Available records section start
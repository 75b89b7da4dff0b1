// Copyright 2025 Burrow Contributors
//
// Licensed under the Apache License, Version 2.0 (the "License");
// you may not use this file except in compliance with the License.
// You may obtain a copy of the License at
//
//     http://www.apache.org/licenses/LICENSE-2.0
//
// Unless required by applicable law or agreed to in writing, software
// distributed under the License is distributed on an "AS IS" BASIS,
// WITHOUT WARRANTIES OR CONDITIONS OF ANY KIND, either express or implied.
// See the License for the specific language governing permissions and
// limitations under the License.
//
// SPDX-License-Identifier: Apache-2.0

//! Per-collection change stream consumer.
//!
//! A [`ChangeFeedWatcher`] drives one collection:
//!
//! ```text
//!            ┌──────────── backoff ◀──────────┐
//!            ▼                                 │
//! Stopped ─▶ Connecting ─▶ Streaming ──error──▶ Error
//!                ▲             │
//!                └─reinitialize┘
//! ```
//!
//! Events are handled strictly one at a time: normalize, deliver to every
//! destination, then commit the position. If delivery or commit fails the
//! stream is dropped and reopened from the last committed position, so the
//! event is seen again.

use crate::broker::ConnectionState;
use crate::delivery::DeliveryPipeline;
use crate::event::{ChangeEvent, OperationType};
use crate::metrics::{self, ConnectionStatus, ErrorCategory};
use crate::record::ChangeRecord;
use crate::state::PositionStore;
use crate::stream::{ChangeFeed, ChangeStreamConfig, StreamError};
use futures::StreamExt;
use std::sync::Arc;
use tokio::sync::{broadcast, watch, Notify};
use tracing::{debug, error, info, instrument, warn};

/// Lifecycle of a watcher.
#[derive(Debug, Clone, Copy, PartialEq, Eq, Default)]
pub enum WatcherState {
    /// Not running.
    #[default]
    Stopped,
    /// Connecting or opening the stream.
    Connecting,
    /// Stream open, events flowing.
    Streaming,
    /// Last session failed; waiting to retry.
    Error,
}

/// Cheap handle for observing and poking a running watcher.
#[derive(Clone)]
pub struct WatcherHandle {
    collection: String,
    reinit: Arc<Notify>,
    state: watch::Receiver<WatcherState>,
    feed: Arc<dyn ChangeFeed>,
}

impl std::fmt::Debug for WatcherHandle {
    fn fmt(&self, f: &mut std::fmt::Formatter<'_>) -> std::fmt::Result {
        f.debug_struct("WatcherHandle")
            .field("collection", &self.collection)
            .field("state", &self.state())
            .finish_non_exhaustive()
    }
}

impl WatcherHandle {
    /// Watched collection.
    #[must_use]
    pub fn collection(&self) -> &str {
        &self.collection
    }

    /// Asks the watcher to drop its stream and reopen it from the last
    /// committed position. Requests made while the watcher is between
    /// streams are kept until the next stream is open.
    pub fn reinitialize(&self) {
        self.reinit.notify_one();
    }

    /// Current state.
    #[must_use]
    pub fn state(&self) -> WatcherState {
        *self.state.borrow()
    }

    /// True when the database connection is up and the stream is open.
    #[must_use]
    pub fn is_healthy(&self) -> bool {
        self.state() == WatcherState::Streaming && self.feed.state() == ConnectionState::Ready
    }

    /// Waits until the watcher reaches `target`.
    ///
    /// Returns `false` if the watcher was dropped first.
    pub async fn wait_for(&mut self, target: WatcherState) -> bool {
        self.state.wait_for(|s| *s == target).await.is_ok()
    }
}

/// How a streaming session ended.
enum SessionEnd {
    Shutdown,
    Reinitialize,
    Failed(&'static str),
}

/// Consumes the change stream of one collection.
pub struct ChangeFeedWatcher {
    feed: Arc<dyn ChangeFeed>,
    positions: Arc<dyn PositionStore>,
    pipeline: DeliveryPipeline,
    config: ChangeStreamConfig,
    reinit: Arc<Notify>,
    state: watch::Sender<WatcherState>,
}

impl std::fmt::Debug for ChangeFeedWatcher {
    fn fmt(&self, f: &mut std::fmt::Formatter<'_>) -> std::fmt::Result {
        f.debug_struct("ChangeFeedWatcher")
            .field("collection", &self.feed.collection())
            .field("state", &*self.state.borrow())
            .finish_non_exhaustive()
    }
}

impl ChangeFeedWatcher {
    /// Creates a stopped watcher.
    pub fn new(
        feed: Arc<dyn ChangeFeed>,
        positions: Arc<dyn PositionStore>,
        pipeline: DeliveryPipeline,
        config: ChangeStreamConfig,
    ) -> Self {
        let (state, _) = watch::channel(WatcherState::Stopped);
        Self {
            feed,
            positions,
            pipeline,
            config,
            reinit: Arc::new(Notify::new()),
            state,
        }
    }

    /// Handle for health checks and reinitialization.
    #[must_use]
    pub fn handle(&self) -> WatcherHandle {
        WatcherHandle {
            collection: self.feed.collection().to_string(),
            reinit: Arc::clone(&self.reinit),
            state: self.state.subscribe(),
            feed: Arc::clone(&self.feed),
        }
    }

    /// Runs until `shutdown` fires. Connection and stream failures are
    /// retried forever with exponential backoff.
    #[instrument(skip_all, fields(collection = %self.feed.collection()))]
    pub async fn run(self, mut shutdown: broadcast::Receiver<()>) {
        let collection = self.feed.collection().to_string();
        let _stopped = StoppedOnExit(&self.state);
        info!("Starting watcher");
        let mut attempt: u32 = 0;

        loop {
            self.set_state(WatcherState::Connecting);

            match self.session(&collection, &mut shutdown, &mut attempt).await {
                SessionEnd::Shutdown => break,
                SessionEnd::Reinitialize => {
                    info!("Reinitializing change stream");
                    metrics::increment_watcher_restarts(&collection, "reinitialize");
                }
                SessionEnd::Failed(reason) => {
                    self.set_state(WatcherState::Error);
                    metrics::increment_watcher_restarts(&collection, reason);
                    self.feed.disconnect().await;
                    metrics::set_database_status(&collection, ConnectionStatus::Down);

                    attempt = attempt.saturating_add(1);
                    let delay = self.config.calculate_backoff(attempt);
                    warn!(reason, attempt, ?delay, "Watcher session ended, retrying");

                    tokio::select! {
                        _ = shutdown.recv() => break,
                        () = tokio::time::sleep(delay) => {}
                    }
                }
            }
        }

        self.feed.disconnect().await;
        info!("Watcher stopped");
    }

    /// Connects, opens the stream and handles events until something ends it.
    async fn session(
        &self,
        collection: &str,
        shutdown: &mut broadcast::Receiver<()>,
        attempt: &mut u32,
    ) -> SessionEnd {
        if !self.feed.is_healthy() {
            let connected = tokio::select! {
                _ = shutdown.recv() => return SessionEnd::Shutdown,
                result = self.feed.connect() => result,
            };
            if let Err(e) = connected {
                error!(error = %e, retryable = e.is_retryable(), "Failed to connect to database");
                return SessionEnd::Failed("connect");
            }
        }
        metrics::set_database_status(collection, ConnectionStatus::Up);

        let position = match self.positions.load(collection).await {
            Ok(position) => position,
            Err(e) => {
                error!(error = %e, "Failed to load stream position");
                return SessionEnd::Failed("position_load");
            }
        };

        let resume_after = position.map(|p| p.last_position);
        if let Some(token) = &resume_after {
            info!(?token, "Resuming after committed position");
        } else {
            info!("No committed position, starting at the current tail");
        }

        let mut events = match self.feed.open(resume_after).await {
            Ok(events) => events,
            Err(e) => {
                log_open_error(&e);
                return SessionEnd::Failed(e.category());
            }
        };

        self.set_state(WatcherState::Streaming);
        *attempt = 0;

        loop {
            tokio::select! {
                biased;

                _ = shutdown.recv() => {
                    info!("Received shutdown signal");
                    return SessionEnd::Shutdown;
                }

                () = self.reinit.notified() => return SessionEnd::Reinitialize,

                next = events.next() => match next {
                    Some(Ok(event)) => {
                        if let Err(reason) = self.handle_event(collection, &event).await {
                            return SessionEnd::Failed(reason);
                        }
                    }
                    Some(Err(e)) => {
                        if matches!(e, StreamError::InvalidResumeToken { .. }) {
                            log_open_error(&e);
                        } else {
                            error!(error = %e, "Error reading from change stream");
                        }
                        return SessionEnd::Failed(e.category());
                    }
                    None => {
                        warn!("Change stream ended unexpectedly");
                        return SessionEnd::Failed("stream_ended");
                    }
                },
            }
        }
    }

    /// Normalize, deliver, commit. An error means the event is not handled
    /// and the stream must be reopened.
    async fn handle_event(&self, collection: &str, event: &ChangeEvent) -> Result<(), &'static str> {
        debug!(operation = %event.operation.as_str(), "Received event");

        let record = ChangeRecord::normalize(event);

        if let Err(failures) = self.pipeline.deliver(event, &record, collection).await {
            for failure in &failures {
                error!(
                    destination = %failure.destination,
                    error = %failure.error,
                    "Message neither published nor spooled"
                );
            }
            metrics::increment_events_failed(collection, ErrorCategory::Storage);
            return Err("delivery_failed");
        }

        // The server rejects resuming after an invalidate, so the next
        // stream starts at the tail of the recreated collection.
        if event.operation == OperationType::Invalidate {
            warn!("Change stream invalidated, discarding committed position");
            if let Err(e) = self.positions.delete(collection).await {
                error!(error = %e, "Failed to discard position after invalidate");
            }
            return Err("invalidated");
        }

        if let Err(e) = self
            .positions
            .commit(
                collection,
                &event.resume_token,
                Some(event.position_description()),
            )
            .await
        {
            error!(error = %e, "Failed to commit position, event will be redelivered");
            metrics::increment_events_failed(collection, ErrorCategory::Storage);
            return Err("commit_failed");
        }

        metrics::increment_events_processed(collection, record.operation.as_str());
        Ok(())
    }

    fn set_state(&self, state: WatcherState) {
        self.state.send_replace(state);
    }
}

/// Publishes [`WatcherState::Stopped`] however `run` ends, unwinding and
/// task abort included.
struct StoppedOnExit<'a>(&'a watch::Sender<WatcherState>);

impl Drop for StoppedOnExit<'_> {
    fn drop(&mut self) {
        self.0.send_replace(WatcherState::Stopped);
    }
}

fn log_open_error(e: &StreamError) {
    match e {
        StreamError::InvalidResumeToken { .. } => error!(
            error = %e,
            "Committed position is no longer in the oplog; delete it to restart from the tail"
        ),
        _ => error!(error = %e, "Failed to open change stream"),
    }
}

#[cfg(test)]
mod tests {
    use super::*;

    #[test]
    fn default_state_is_stopped() {
        assert_eq!(WatcherState::default(), WatcherState::Stopped);
    }

    #[test]
    fn exit_guard_publishes_stopped() {
        let (tx, rx) = watch::channel(WatcherState::Streaming);
        {
            let _stopped = StoppedOnExit(&tx);
            assert_eq!(*rx.borrow(), WatcherState::Streaming);
        }
        assert_eq!(*rx.borrow(), WatcherState::Stopped);
    }

    #[test]
    fn exit_guard_runs_while_unwinding() {
        let (tx, rx) = watch::channel(WatcherState::Streaming);
        let result = std::panic::catch_unwind(std::panic::AssertUnwindSafe(|| {
            let _stopped = StoppedOnExit(&tx);
            panic!("watcher loop panicked");
        }));
        assert!(result.is_err());
        assert_eq!(*rx.borrow(), WatcherState::Stopped);
    }
}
Available records section end
● Aim of the task: Look in the material above for the line with "self.reinit.notify_one();" and the line with "pub fn is_healthy(&self)", and transcribe exactly those lines and all lines between them, nothing more.

● Solution:
        self.reinit.notify_one();
    }

    /// Current state.
    #[must_use]
    pub fn state(&self) -> WatcherState {
        *self.state.borrow()
    }

    /// True when the database connection is up and the stream is open.
    #[must_use]
    pub fn is_healthy(&self) -> bool {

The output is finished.